In bestimmten Fällen können andere Länder aber die Durchführung der Asylverfahren übernehmen - etwa aus humanitären Gründen. So macht es das Bundesamt für Migration und Flüchtlinge im Moment bei Flüchtlingen aus Syrien. Sie werden nicht "rücküberstellt", sondern ihre Anträge werden in der Regel in Deutschland bearbeitet.

Das Dublin-Abkommen gilt seit dem 1. September 1997.

Die europäischen Länder und die Europäische Kommission sollten ein System schaffen, in dem die Länder nach den Grundsätzen von Solidarität und Menschenrechtsschutz Asylsuchende gerecht untereinander verteilen. Dies würde helfen, den Schutz zu verbessern, den Europa Flüchtlingen bietet und zugleich Druck von einigen wenigen EU-Staaten an den Außengrenzen nehmen.

Dies müsste mit verbesserter Zusammenarbeit mit dem Westbalkan verbunden werden. Bisher hat die EU die Westbalkan-Staaten auf verschiedenste Weise unter Druck gesetzt, Flüchtlinge aufzuhalten. Dies wiederum hat dazu geführt, dass einige dieser Länder an Grenzübergängen rechtswidrige Maßstäbe wie etwa Profilbildung nach Herkunft oder die Beschlagnahme von Reisedokumenten anwenden.

Europa muss legale Zugangswege schaffen

Die EU muss diesen Staaten vielmehr helfen, ihr eigenes Asylsystem und Flüchtlingsunterkünfte nach europäischen Standards aufzubauen. Das würde nicht nur Leben retten, sondern auch den Effekt haben, das Versprechen eines „engeren Zusammenschlusses unter seinen Mitgliedern“ zu verwirklichen. Dieses hatten sich die EU- und Westbalkanstaaten gegeben, als sie Mitglied im Europarat wurden.

Zusätzlich muss Europa mehr legale Zugangswege für Flüchtlinge schaffen, indem etwa Bedingungen für humanitäre Visa und die Familienzusammenführung vereinfacht werden. Das würde Flüchtlingen nicht nur helfen, gefährliche Fluchtrouten über Meer und Land zu vermeiden, sondern auch die Schlepperkriminalität schwächen, die immer dann gedeiht, wenn Zuwanderung sehr streng geregelt ist.

Es ist eine moralische und staatliche Pflicht, Flüchtlinge zu schützen. Das ist keine leichte Aufgabe, aber möglich. Wir müssen mehr tun, um am Ende die zu schützen, die vor Krieg und Verfolgung fliehen. Europa kann seinen Werten treu bleiben, wenn es den politischen Willen dazu hat.

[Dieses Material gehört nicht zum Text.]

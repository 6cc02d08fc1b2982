// SPDX-License-Identifier: MIT OR Apache-2.0
//! Value types carried by ports.
//!
//! A port starts out either with a concrete type or as [`ValueType::Generic`],
//! a placeholder that is later unified with whatever concrete type a
//! connection supplies.

use serde::{Deserialize, Serialize};
use std::fmt;

/// Data type of a port
#[derive(Debug, Clone, Default, PartialEq, Eq, Hash, Serialize, Deserialize)]
pub enum ValueType {
    /// Unresolved placeholder pending unification
    #[default]
    Generic,
    /// Predeclared type such as `int`, `string` or `bool`
    Basic(String),
    /// User-named type with its underlying structure
    Named {
        /// Type name
        name: String,
        /// Underlying type
        underlying: Box<ValueType>,
    },
    /// Pointer to a type
    Pointer(Box<ValueType>),
    /// Slice of elements
    Slice(Box<ValueType>),
    /// Fixed-length array
    Array(usize, Box<ValueType>),
    /// Map from key type to value type
    Map(Box<ValueType>, Box<ValueType>),
}

impl ValueType {
    /// Basic type by name
    pub fn basic(name: impl Into<String>) -> Self {
        Self::Basic(name.into())
    }

    /// The `int` type
    pub fn int() -> Self {
        Self::basic("int")
    }

    /// The `bool` type
    pub fn bool() -> Self {
        Self::basic("bool")
    }

    /// The `string` type
    pub fn string() -> Self {
        Self::basic("string")
    }

    /// Named type over an underlying type
    pub fn named(name: impl Into<String>, underlying: ValueType) -> Self {
        Self::Named {
            name: name.into(),
            underlying: Box::new(underlying),
        }
    }

    /// Pointer to `elem`
    pub fn pointer(elem: ValueType) -> Self {
        Self::Pointer(Box::new(elem))
    }

    /// Slice of `elem`
    pub fn slice(elem: ValueType) -> Self {
        Self::Slice(Box::new(elem))
    }

    /// Array of `len` elements
    pub fn array(len: usize, elem: ValueType) -> Self {
        Self::Array(len, Box::new(elem))
    }

    /// Map from `key` to `value`
    pub fn map(key: ValueType, value: ValueType) -> Self {
        Self::Map(Box::new(key), Box::new(value))
    }

    /// Whether this type is still unresolved
    pub fn is_generic(&self) -> bool {
        matches!(self, Self::Generic)
    }

    /// Follow one level of pointer indirection.
    ///
    /// Returns the pointee and `true` when `self` is a pointer, otherwise
    /// `self` and `false`.
    pub fn indirect(&self) -> (&ValueType, bool) {
        match self {
            Self::Pointer(elem) => (elem, true),
            other => (other, false),
        }
    }

    /// Strip any number of named-type layers
    pub fn underlying(&self) -> &ValueType {
        match self {
            Self::Named { underlying, .. } => underlying.underlying(),
            other => other,
        }
    }

    /// Whether values of this type can be created with `make`
    pub fn is_makeable(&self) -> bool {
        matches!(self.underlying(), Self::Slice(_) | Self::Map(..))
    }
}

impl fmt::Display for ValueType {
    fn fmt(&self, f: &mut fmt::Formatter<'_>) -> fmt::Result {
        match self {
            // Placeholder so that declarations of unresolved ports stay well-formed
            Self::Generic => f.write_str("interface{}"),
            Self::Basic(name) | Self::Named { name, .. } => f.write_str(name),
            Self::Pointer(elem) => write!(f, "*{elem}"),
            Self::Slice(elem) => write!(f, "[]{elem}"),
            Self::Array(len, elem) => write!(f, "[{len}]{elem}"),
            Self::Map(key, value) => write!(f, "map[{key}]{value}"),
        }
    }
}

#[cfg(test)]
mod tests {
    use super::*;

    #[test]
    fn test_display() {
        assert_eq!(ValueType::slice(ValueType::int()).to_string(), "[]int");
        assert_eq!(
            ValueType::map(ValueType::string(), ValueType::pointer(ValueType::int())).to_string(),
            "map[string]*int"
        );
        assert_eq!(ValueType::array(4, ValueType::bool()).to_string(), "[4]bool");
        assert_eq!(ValueType::Generic.to_string(), "interface{}");
    }

    #[test]
    fn test_indirect() {
        let ptr = ValueType::pointer(ValueType::slice(ValueType::int()));
        let (elem, followed) = ptr.indirect();
        assert!(followed);
        assert_eq!(elem, &ValueType::slice(ValueType::int()));

        let plain = ValueType::int();
        assert_eq!(plain.indirect(), (&plain, false));
    }

    #[test]
    fn test_makeable() {
        let ids = ValueType::named("IDs", ValueType::slice(ValueType::int()));
        assert!(ids.is_makeable());
        assert_eq!(ids.to_string(), "IDs");
        assert!(ValueType::map(ValueType::string(), ValueType::int()).is_makeable());
        assert!(!ValueType::int().is_makeable());
        assert!(!ValueType::array(2, ValueType::int()).is_makeable());
    }
}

alt Gebäude des Europarats in Straßburg | Bildquelle: picture alliance / Winfried Roth

Der Europarat

Der Europarat hat 47 Mitgliedsstaaten, darunter die 28 Mitglieder der Europäischen Union. Mitglieder sind neben den EU-Ländern auch die Türkei, Albanien, Mazedonien, Bosnien und Herzegowina, Georgien und Aserbaidschan. Der Europarat  ist eine internationale Organisation und kein Organ der EU. Sitz des Europarates ist Straßburg.